Residential area in Minneapolis, Minnesota, US

Little Earth is a residential housing area in Minneapolis, Minnesota, United States, that is home to nearly 1,500 people, many of whom are Native American. The residential housing association at Little Earth considers itself a united people of 39 different Native American tribes, but the area is not an urban reservation, a common mischaracterization. Little Earth is located in the Phillips community of Minneapolis. While being a notable district, it is not one of the officially designated neighborhoods in the city.

== Demographics ==
In the 2010s, the population of Little Earth fluctuated between 1,200 and 1,500 people, with children comprising half the total. Almost all of the households had a reported income of less than $10,000 per year. Little Earth has been described as being at the heart of Minneapolis' Native American community. Native American people represent 7 percent of the broader Phillips area in the southern part of Minneapolis, which is also the city's poorest area with 48 percent of people living in poverty.

== History ==
Little Earth was founded in 1973 as an affordable housing project in Minneapolis. The residential community was built out in the 1970s, becoming a 9.4 acre, 212-unit housing complex at approximately East 24th Street and Cedar Avenue in the South Minneapolis area. Beginning soon after its founding, Little Earth and the surrounding community have been at the center of the American Indian Movement.

As of the 2010s, the Little Earth housing complex was the only Native American–preference, project-based Section 8 rental assistance community in the United States. The community's residential association, Little Earth of United Tribes, has filled a need for social services to residents by offering empowerment counselors, bike rentals, family therapy, tutoring, and homeownership opportunities.

During the George Floyd protests in Minneapolis–Saint Paul in May and June 2020, community members organized safety patrol during the nights of heavy rioting, arson, and looting. Located less than 1 mi from Lake Street, residents set up barricades to keep protesters from marching through the neighborhood, fearing it would result in property destruction and law enforcement actions. The effort was credited with saving more than 20 businesses on Franklin Avenue.

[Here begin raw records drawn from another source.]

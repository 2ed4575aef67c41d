//! Integrator: scenario -> parameter vector -> trajectory -> vitals series.

use serde::{Deserialize, Serialize};

use crate::error::PhysioError;
use crate::grid::TimeGrid;
use crate::model::{initial_state, CardiovascularModel};
use crate::scenario::ScenarioId;
use crate::solver::{integrate, SolverOptions};
use crate::validation::{clamp_finite, validate_series};

pub const O2_MIN: f64 = 85.0;
pub const O2_MAX: f64 = 100.0;
const O2_NOMINAL: f64 = 98.0;
const O2_BP_THRESHOLD: f64 = 90.0;
const O2_SLOPE: f64 = 0.05;

/// Oxygen-saturation proxy from a single BP sample, always within `[85, 100]`.
pub fn oxygen_saturation(bp: f64) -> f64 {
    let deficit = (O2_BP_THRESHOLD - bp).max(0.0);
    clamp_finite(O2_NOMINAL - O2_SLOPE * deficit, O2_MIN, O2_MAX)
}

/// Four aligned series, one sample per grid point.
#[derive(Debug, Clone, Default, PartialEq, Serialize, Deserialize)]
pub struct SimulationResult {
    pub time: Vec<f64>,
    pub blood_pressure: Vec<f64>,
    pub heart_rate: Vec<f64>,
    pub oxygen_saturation: Vec<f64>,
}

/// Last sample of each vital.
#[derive(Debug, Clone, Copy, PartialEq, Serialize, Deserialize)]
pub struct FinalVitals {
    pub blood_pressure: f64,
    pub heart_rate: f64,
    pub oxygen_saturation: f64,
}

impl SimulationResult {
    pub fn len(&self) -> usize {
        self.time.len()
    }

    pub fn is_empty(&self) -> bool {
        self.time.is_empty()
    }

    /// `None` if any of the three vitals series is empty.
    pub fn final_vitals(&self) -> Option<FinalVitals> {
        Some(FinalVitals {
            blood_pressure: *self.blood_pressure.last()?,
            heart_rate: *self.heart_rate.last()?,
            oxygen_saturation: *self.oxygen_saturation.last()?,
        })
    }

    /// BLAKE3 over the bit patterns of every sample, series in field order.
    pub fn digest(&self) -> [u8; 32] {
        let mut hasher = blake3::Hasher::new();
        for series in [&self.time, &self.blood_pressure, &self.heart_rate, &self.oxygen_saturation] {
            hasher.update(&(series.len() as u64).to_le_bytes());
            for v in series {
                hasher.update(&v.to_bits().to_le_bytes());
            }
        }
        *hasher.finalize().as_bytes()
    }
}

/// Runs the model on the standard grid with configurable solver tolerances.
#[derive(Debug, Clone, Default)]
pub struct Integrator {
    pub options: SolverOptions,
}

impl Integrator {
    pub fn new(options: SolverOptions) -> Self {
        Self { options }
    }

    pub fn simulate(&self, scenario: ScenarioId) -> Result<SimulationResult, PhysioError> {
        let params = scenario.parameters();
        let model = CardiovascularModel::new(params);
        let grid = TimeGrid::standard();

        let solution = integrate(model, initial_state(), &grid, &self.options)?;
        log::debug!(
            "simulated {scenario}: {} samples, {} steps accepted, {} rejected",
            solution.states.len(),
            solution.stats.accepted,
            solution.stats.rejected
        );

        let blood_pressure: Vec<f64> = solution.states.iter().map(|s| s[0]).collect();
        let heart_rate: Vec<f64> = solution.states.iter().map(|s| s[1]).collect();
        validate_series("blood_pressure", &blood_pressure)?;
        validate_series("heart_rate", &heart_rate)?;
        let oxygen_saturation = blood_pressure.iter().map(|&bp| oxygen_saturation(bp)).collect();

        Ok(SimulationResult {
            time: grid.into_vec(),
            blood_pressure,
            heart_rate,
            oxygen_saturation,
        })
    }
}

/// Simulate `scenario` with the default solver tolerances.
pub fn simulate(scenario: ScenarioId) -> Result<SimulationResult, PhysioError> {
    Integrator::default().simulate(scenario)
}

#[cfg(test)]
mod tests {
    use super::*;

    fn close(a: f64, b: f64, tol: f64) -> bool {
        (a - b).abs() < tol
    }

    #[test]
    fn o2_formula_and_clamp() {
        assert_eq!(oxygen_saturation(120.0), 98.0);
        assert_eq!(oxygen_saturation(90.0), 98.0);
        assert!(close(oxygen_saturation(70.0), 97.0, 1e-12));
        // deficit of 260 would give 85 exactly, beyond that it clamps
        assert!(close(oxygen_saturation(-170.0), 85.0, 1e-12));
        assert_eq!(oxygen_saturation(-1000.0), 85.0);
    }

    #[test]
    fn series_are_aligned_on_standard_grid() {
        for s in ScenarioId::ALL {
            let r = simulate(s).unwrap();
            assert_eq!(r.len(), 200);
            assert_eq!(r.blood_pressure.len(), 200);
            assert_eq!(r.heart_rate.len(), 200);
            assert_eq!(r.oxygen_saturation.len(), 200);
            assert_eq!(r.time[0], 0.0);
            assert_eq!(r.time[199], 60.0);
            assert_eq!((r.blood_pressure[0], r.heart_rate[0]), (120.0, 75.0));
            assert!(r.oxygen_saturation.iter().all(|o| (85.0..=100.0).contains(o)));
            assert!(r.blood_pressure.iter().chain(&r.heart_rate).all(|v| v.is_finite()));
        }
    }

    #[test]
    fn matches_reference_values() {
        // reference from a fixed-step RK4 with 200 substeps per output interval
        let cases = [
            (ScenarioId::Baseline, 59.057210082680676, 127.87395935541224, 67.6381500527602, 136.28559186051248),
            (ScenarioId::Stroke, 46.45783016842561, 142.64932398102366, 54.94578555164655, 159.88556331012015),
            (ScenarioId::Hypertension, 80.61826862608663, 134.2326156783084, 88.24413417337458, 135.53947126220473),
            (ScenarioId::Hemorrhage, 56.00127390420117, 132.5494451209255, 65.1579715407839, 141.3695494159086),
        ];
        for (s, bp_mid, hr_mid, bp_end, hr_end) in cases {
            let r = simulate(s).unwrap();
            assert!(close(r.blood_pressure[100], bp_mid, 1e-4), "{s} bp[100]");
            assert!(close(r.heart_rate[100], hr_mid, 1e-4), "{s} hr[100]");
            assert!(close(r.blood_pressure[199], bp_end, 1e-4), "{s} bp[199]");
            assert!(close(r.heart_rate[199], hr_end, 1e-4), "{s} hr[199]");
        }
    }

    #[test]
    fn hemorrhage_drains_bp_and_raises_hr() {
        let base = simulate(ScenarioId::Baseline).unwrap();
        let hem = simulate(ScenarioId::Hemorrhage).unwrap();
        let drop = |r: &SimulationResult| r.blood_pressure[0] - r.blood_pressure[199];
        assert!(drop(&hem) > drop(&base));
        assert!(hem.heart_rate[199] > base.heart_rate[199]);
        assert!(hem.blood_pressure[1..].iter().zip(&base.blood_pressure[1..]).all(|(h, b)| h < b));
    }

    #[test]
    fn scenarios_diverge_from_baseline() {
        let base = simulate(ScenarioId::Baseline).unwrap();
        for s in [ScenarioId::Stroke, ScenarioId::Hemorrhage, ScenarioId::Hypertension] {
            let r = simulate(s).unwrap();
            assert_eq!(r.len(), base.len());
            assert_ne!(r.blood_pressure, base.blood_pressure, "{s}");
        }
        assert!(simulate(ScenarioId::Hypertension).unwrap().blood_pressure[199] > base.blood_pressure[199]);
        assert!(simulate(ScenarioId::Stroke).unwrap().blood_pressure[199] < base.blood_pressure[199]);
    }

    #[test]
    fn unrecognized_name_equals_baseline() {
        let unknown = simulate(ScenarioId::from_name("anything-unrecognized")).unwrap();
        let base = simulate(ScenarioId::Baseline).unwrap();
        assert_eq!(unknown, base);
    }

    #[test]
    fn too_tight_budget_surfaces_numerical_failure() {
        let integrator = Integrator::new(SolverOptions { max_steps: 1, h_max: 1e-3, ..SolverOptions::default() });
        let err = integrator.simulate(ScenarioId::Stroke).unwrap_err();
        assert!(err.is_numerical());
    }

    #[test]
    fn final_vitals_and_empty() {
        let r = SimulationResult {
            time: vec![0.0],
            blood_pressure: vec![101.0],
            heart_rate: vec![80.0],
            oxygen_saturation: vec![98.0],
        };
        let f = r.final_vitals().unwrap();
        assert_eq!((f.blood_pressure, f.heart_rate, f.oxygen_saturation), (101.0, 80.0, 98.0));
        assert!(SimulationResult::default().final_vitals().is_none());
    }

    #[test]
    fn json_field_names() {
        let r = simulate(ScenarioId::Baseline).unwrap();
        let v = serde_json::to_value(&r).unwrap();
        for key in ["time", "blood_pressure", "heart_rate", "oxygen_saturation"] {
            assert_eq!(v[key].as_array().map(|a| a.len()), Some(200), "{key}");
        }
    }
}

Residents also organized nightly safety patrols, paid for lights at a park, and trained community members in de-escalation tactics, efforts some hoped would serve as a new model for policing in the city.

== Geography ==
The Little Earth community is located within the Phillips area of Minneapolis. On the eastern edge of the community along the Hiawatha transit corridor, the Little Earth Trail, a multi-use pedestrian and bicycle path, connects people to business and services from Franklin Avenue to East Lake Street. Several Native American organizations are in the broader Little Earth area, such as Minneapolis American Indian Center, the Native American Community Clinic, the Native American Community Development Institute, and the Minnesota Indian Women’s Resource Center.